Return the lines below in which the string "writes" occurs.

________________

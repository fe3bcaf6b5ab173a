//! Scripted in-memory target for tests
//!
//! Plays back a fixed sequence of target events through the
//! [`DebugSession`] interface and records every operation it receives.

use crate::packets::{encode_packet, Packet};
use crate::session::{DebugSession, ResumeAction, SessionError, StopReply, WatchpointKind};
use async_trait::async_trait;
use std::collections::{BTreeMap, VecDeque};
use std::sync::{Arc, Mutex, MutexGuard};
use tokio_util::sync::CancellationToken;

/// What the target does when resumed
#[derive(Debug, Clone)]
pub enum TargetEvent {
    /// Write a packet to the communication buffer, firing the watchpoint
    Packet(Packet),
    /// Execute one instruction without touching the buffer
    Step,
    /// Stop for an arbitrary reason
    Stop(StopReply),
    /// Run until the session is cancelled
    Hang,
}

/// Operation issued against the scripted target
#[derive(Debug, Clone, PartialEq, Eq)]
pub enum SessionOp {
    Init,
    InsertWatchpoint {
        kind: WatchpointKind,
        address: u64,
        length: u32,
    },
    WriteMemory { address: u64, data: Vec<u8> },
    ReadMemory { address: u64, length: usize },
    Resume(Vec<ResumeAction>),
    Dispose,
}

#[derive(Debug, Default)]
struct Inner {
    buffer_address: u64,
    memory: BTreeMap<u64, u8>,
    script: VecDeque<TargetEvent>,
    ops: Vec<SessionOp>,
}

/// Fake debug session backed by a script of target events
///
/// Clones share state, so a test can keep a handle for inspection after
/// handing the session to the tracer.
#[derive(Debug, Clone, Default)]
pub struct ScriptedTarget {
    inner: Arc<Mutex<Inner>>,
}

impl ScriptedTarget {
    /// Create a target whose communication buffer lives at `buffer_address`
    pub fn new(buffer_address: u64) -> Self {
        let target = Self::default();
        target.lock().buffer_address = buffer_address;
        target
    }

    fn lock(&self) -> MutexGuard<'_, Inner> {
        // A panicking test thread must not hide the original failure.
        self.inner.lock().unwrap_or_else(|e| e.into_inner())
    }

    /// Queue events for subsequent resumes
    pub fn script(&self, events: impl IntoIterator<Item = TargetEvent>) {
        self.lock().script.extend(events);
    }

    /// Queue a packet event
    pub fn push_packet(&self, packet: Packet) {
        self.lock().script.push_back(TargetEvent::Packet(packet));
    }

    /// Read target memory; unwritten bytes are zero
    pub fn memory(&self, address: u64, length: usize) -> Vec<u8> {
        let inner = self.lock();
        (0..length as u64)
            .map(|i| inner.memory.get(&(address + i)).copied().unwrap_or(0))
            .collect()
    }

    /// Every operation received so far
    pub fn ops(&self) -> Vec<SessionOp> {
        self.lock().ops.clone()
    }

    /// Actions of every resume received so far
    pub fn resumes(&self) -> Vec<ResumeAction> {
        self.lock()
            .ops
            .iter()
            .filter_map(|op| match op {
                SessionOp::Resume(actions) => actions.first().copied(),
                _ => None,
            })
            .collect()
    }

    /// Memory writes received so far
    pub fn writes(&self) -> Vec<(u64, Vec<u8>)> {
        self.lock()
            .ops
            .iter()
            .filter_map(|op| match op {
                SessionOp::WriteMemory { address, data } => Some((*address, data.clone())),
                _ => None,
            })
            .collect()
    }

    /// How often the session was disposed
    pub fn dispose_count(&self) -> usize {
        self.lock()
            .ops
            .iter()
            .filter(|op| matches!(op, SessionOp::Dispose))
            .count()
    }

    /// Events not consumed yet
    pub fn remaining(&self) -> usize {
        self.lock().script.len()
    }
}

fn check(cancel: &CancellationToken) -> Result<(), SessionError> {
    if cancel.is_cancelled() {
        Err(SessionError::Cancelled)
    } else {
        Ok(())
    }
}

#[async_trait]
impl DebugSession for ScriptedTarget {
    async fn init(&mut self, cancel: &CancellationToken) -> Result<(), SessionError> {
        check(cancel)?;
        self.lock().ops.push(SessionOp::Init);
        Ok(())
    }

    async fn insert_watchpoint(
        &mut self,
        kind: WatchpointKind,
        address: u64,
        length: u32,
        cancel: &CancellationToken,
    ) -> Result<(), SessionError> {
        check(cancel)?;
        self.lock().ops.push(SessionOp::InsertWatchpoint {
            kind,
            address,
            length,
        });
        Ok(())
    }

    async fn write_memory(
        &mut self,
        address: u64,
        data: &[u8],
        cancel: &CancellationToken,
    ) -> Result<(), SessionError> {
        check(cancel)?;
        let mut inner = self.lock();
        for (i, byte) in data.iter().enumerate() {
            inner.memory.insert(address + i as u64, *byte);
        }
        inner.ops.push(SessionOp::WriteMemory {
            address,
            data: data.to_vec(),
        });
        Ok(())
    }

    async fn read_memory(
        &mut self,
        address: u64,
        out: &mut [u8],
        cancel: &CancellationToken,
    ) -> Result<(), SessionError> {
        check(cancel)?;
        let mut inner = self.lock();
        for (i, byte) in out.iter_mut().enumerate() {
            *byte = inner.memory.get(&(address + i as u64)).copied().unwrap_or(0);
        }
        inner.ops.push(SessionOp::ReadMemory {
            address,
            length: out.len(),
        });
        Ok(())
    }

    async fn resume(
        &mut self,
        actions: &[ResumeAction],
        cancel: &CancellationToken,
    ) -> Result<StopReply, SessionError> {
        check(cancel)?;
        let event = {
            let mut inner = self.lock();
            inner.ops.push(SessionOp::Resume(actions.to_vec()));
            inner.script.pop_front()
        };

        match event {
            Some(TargetEvent::Packet(packet)) => {
                let encoded =
                    encode_packet(&packet).map_err(|e| SessionError::Protocol(e.to_string()))?;
                let mut inner = self.lock();
                let base = inner.buffer_address;
                for (i, byte) in encoded.iter().enumerate() {
                    inner.memory.insert(base + i as u64, *byte);
                }
                Ok(StopReply::Signal {
                    signal: 5,
                    watchpoints: vec![base],
                })
            }
            Some(TargetEvent::Step) => Ok(StopReply::Signal {
                signal: 5,
                watchpoints: vec![],
            }),
            Some(TargetEvent::Stop(stop)) => Ok(stop),
            Some(TargetEvent::Hang) => {
                cancel.cancelled().await;
                Err(SessionError::Cancelled)
            }
            None => Ok(StopReply::Exited { status: 0 }),
        }
    }

    async fn dispose(&mut self, _cancel: &CancellationToken) {
        self.lock().ops.push(SessionOp::Dispose);
    }
}
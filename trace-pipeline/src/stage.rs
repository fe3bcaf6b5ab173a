//! Pipeline stage interfaces

use anyhow::Result;
use async_trait::async_trait;
use gdb_tracer::{TraceEntity, TraceSummary};
use tokio_util::sync::CancellationToken;

/// Produces the test cases to be traced
#[async_trait]
pub trait TestcaseStage: Send {
    /// Configure the stage from its options block
    async fn init(&mut self, options: &serde_yaml::Value) -> Result<()>;

    /// Generate the next test case
    async fn next_testcase(&mut self, cancel: &CancellationToken) -> Result<TraceEntity>;

    /// Whether no further test cases will be produced
    ///
    /// Called before every [`TestcaseStage::next_testcase`].
    fn is_done(&self) -> bool;

    async fn uninit(&mut self) -> Result<()>;
}

/// Turns test cases into trace files
#[async_trait]
pub trait TraceStage: Send {
    /// Configure the stage from its options block
    async fn init(&mut self, options: &serde_yaml::Value) -> Result<()>;

    /// Whether several traces may be generated concurrently
    fn supports_parallelism(&self) -> bool;

    /// Generate the trace for one test case
    async fn generate_trace(&mut self, entity: &TraceEntity) -> Result<TraceSummary>;

    /// Cancel outstanding work and release resources
    async fn uninit(&mut self) -> Result<()>;
}
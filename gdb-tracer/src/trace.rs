//! Trace file format
//!
//! A trace is a flat sequence of records in observation order, with no header
//! or footer. Each record starts with a one-byte tag:
//!
//! * `0x01` Allocation: id `u32`, address `u64`, size `u32`
//! * `0x02` Free: id `u32`
//!
//! All integers are little-endian.

use crate::ledger::AllocationRecord;
use binrw::io::{Cursor, NoSeek};
use binrw::{binrw, BinRead, BinWrite};
use serde::{Deserialize, Serialize};
use std::fs::{self, File};
use std::io::{self, BufWriter, ErrorKind, Read, Write};
use std::path::{Path, PathBuf};

/// One event in a trace file
#[binrw]
#[brw(little)]
#[derive(Debug, Clone, Copy, PartialEq, Eq, Serialize, Deserialize)]
pub enum TraceRecord {
    #[brw(magic = 1u8)]
    Allocation(AllocationRecord),
    #[brw(magic = 2u8)]
    Free { id: u32 },
}

impl TraceRecord {
    /// Append the encoded record to `out`
    pub fn store<W: Write>(&self, out: &mut W) -> io::Result<()> {
        self.write(&mut NoSeek::new(out)).map_err(into_io_error)
    }
}

/// Decode every record of a trace stream
///
/// A truncated final record or an unknown tag is an error.
pub fn read_trace<R: Read>(mut input: R) -> io::Result<Vec<TraceRecord>> {
    let mut data = Vec::new();
    input.read_to_end(&mut data)?;

    let mut reader = Cursor::new(data.as_slice());
    let mut records = Vec::new();
    while (reader.position() as usize) < data.len() {
        records.push(TraceRecord::read(&mut reader).map_err(into_io_error)?);
    }
    Ok(records)
}

fn into_io_error(err: binrw::Error) -> io::Error {
    match err {
        binrw::Error::Io(e) => e,
        other => io::Error::new(ErrorKind::InvalidData, other.to_string()),
    }
}

/// Path of the trace file for a test case
pub fn trace_file_path(output_directory: &Path, testcase_id: u64) -> PathBuf {
    output_directory.join(format!("t{}.trace", testcase_id))
}

/// Writer for a single test case's trace file
///
/// Records go to `<path>.partial`; [`TraceWriter::finish`] renames it to the
/// final path. A writer that was not successfully finished deletes its
/// partial file when dropped, so an aborted test case never leaves a trace
/// that looks complete.
#[derive(Debug)]
pub struct TraceWriter {
    out: Option<BufWriter<File>>,
    partial_path: PathBuf,
    final_path: PathBuf,
    finished: bool,
}

impl TraceWriter {
    /// Create the partial trace file for `final_path`
    pub fn create(final_path: impl Into<PathBuf>) -> io::Result<Self> {
        let final_path = final_path.into();
        let mut partial = final_path.clone().into_os_string();
        partial.push(".partial");
        let partial_path = PathBuf::from(partial);

        let file = File::create(&partial_path)?;
        Ok(Self {
            out: Some(BufWriter::new(file)),
            partial_path,
            final_path,
            finished: false,
        })
    }

    /// Append a record
    pub fn append(&mut self, record: &TraceRecord) -> io::Result<()> {
        let out = self
            .out
            .as_mut()
            .ok_or_else(|| io::Error::new(ErrorKind::Other, "Trace writer already finished"))?;
        record.store(out)
    }

    /// Flush, close and move the trace to its final path
    pub fn finish(mut self) -> io::Result<PathBuf> {
        if let Some(out) = self.out.take() {
            let file = out.into_inner().map_err(|e| e.into_error())?;
            file.sync_all()?;
        }
        fs::rename(&self.partial_path, &self.final_path)?;
        self.finished = true;
        Ok(self.final_path.clone())
    }
}

impl Drop for TraceWriter {
    fn drop(&mut self) {
        if self.finished {
            return;
        }
        // Close before removing
        self.out.take();
        if let Err(e) = fs::remove_file(&self.partial_path) {
            tracing::warn!(
                "Failed to remove incomplete trace {:?}: {}",
                self.partial_path,
                e
            );
        }
    }
}

#[cfg(test)]
mod tests {
    use super::*;

    #[test]
    fn test_record_encoding() {
        let mut bytes = Vec::new();
        TraceRecord::Allocation(AllocationRecord {
            id: 0,
            address: 0x5000,
            size: 64,
        })
        .store(&mut bytes)
        .unwrap();
        TraceRecord::Free { id: 0 }.store(&mut bytes).unwrap();

        #[rustfmt::skip]
        let expected: &[u8] = &[
            0x01, 0x00, 0x00, 0x00, 0x00,
            0x00, 0x50, 0x00, 0x00, 0x00, 0x00, 0x00, 0x00,
            0x40, 0x00, 0x00, 0x00,
            0x02, 0x00, 0x00, 0x00, 0x00,
        ];
        assert_eq!(bytes, expected);
    }

    #[test]
    fn test_read_trace_until_end() {
        let records = vec![
            TraceRecord::Allocation(AllocationRecord { id: 0, address: 0x10, size: 1 }),
            TraceRecord::Allocation(AllocationRecord { id: 1, address: 0x20, size: 2 }),
            TraceRecord::Free { id: 1 },
        ];
        let mut bytes = Vec::new();
        for r in &records {
            r.store(&mut bytes).unwrap();
        }

        assert_eq!(read_trace(bytes.as_slice()).unwrap(), records);
        assert!(read_trace(&[0u8; 0][..]).unwrap().is_empty());
    }

    #[test]
    fn test_truncated_record_is_an_error() {
        let mut bytes = Vec::new();
        TraceRecord::Free { id: 7 }.store(&mut bytes).unwrap();
        bytes.pop();

        assert!(read_trace(bytes.as_slice()).is_err());
    }

    #[test]
    fn test_unknown_tag_is_an_error() {
        let err = read_trace(&[0x09u8][..]).unwrap_err();
        assert_eq!(err.kind(), ErrorKind::InvalidData);
    }

    #[test]
    fn test_writer_finish_renames() {
        let dir = tempfile::tempdir().unwrap();
        let path = trace_file_path(dir.path(), 3);

        let mut writer = TraceWriter::create(&path).unwrap();
        writer.append(&TraceRecord::Free { id: 1 }).unwrap();
        assert!(!path.exists());

        let finished = writer.finish().unwrap();
        assert_eq!(finished, path);
        assert!(!dir.path().join("t3.trace.partial").exists());
        let records = read_trace(File::open(&path).unwrap()).unwrap();
        assert_eq!(records, vec![TraceRecord::Free { id: 1 }]);
    }

    #[test]
    fn test_unfinished_writer_leaves_no_file() {
        let dir = tempfile::tempdir().unwrap();
        let path = trace_file_path(dir.path(), 4);

        {
            let mut writer = TraceWriter::create(&path).unwrap();
            writer.append(&TraceRecord::Free { id: 1 }).unwrap();
            assert!(dir.path().join("t4.trace.partial").exists());
        }

        assert!(!path.exists());
        assert!(!dir.path().join("t4.trace.partial").exists());
    }

    #[test]
    fn test_failed_rename_removes_partial() {
        let dir = tempfile::tempdir().unwrap();
        let path = trace_file_path(dir.path(), 5);
        // A non-empty directory at the final path makes the rename fail
        fs::create_dir(&path).unwrap();
        fs::write(path.join("keep"), b"x").unwrap();

        let mut writer = TraceWriter::create(&path).unwrap();
        writer.append(&TraceRecord::Free { id: 1 }).unwrap();
        assert!(writer.finish().is_err());

        assert!(!dir.path().join("t5.trace.partial").exists());
        assert!(path.is_dir());
    }
}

________________

## Answer box
    /// Memory writes received so far
    pub fn writes(&self) -> Vec<(u64, Vec<u8>)> {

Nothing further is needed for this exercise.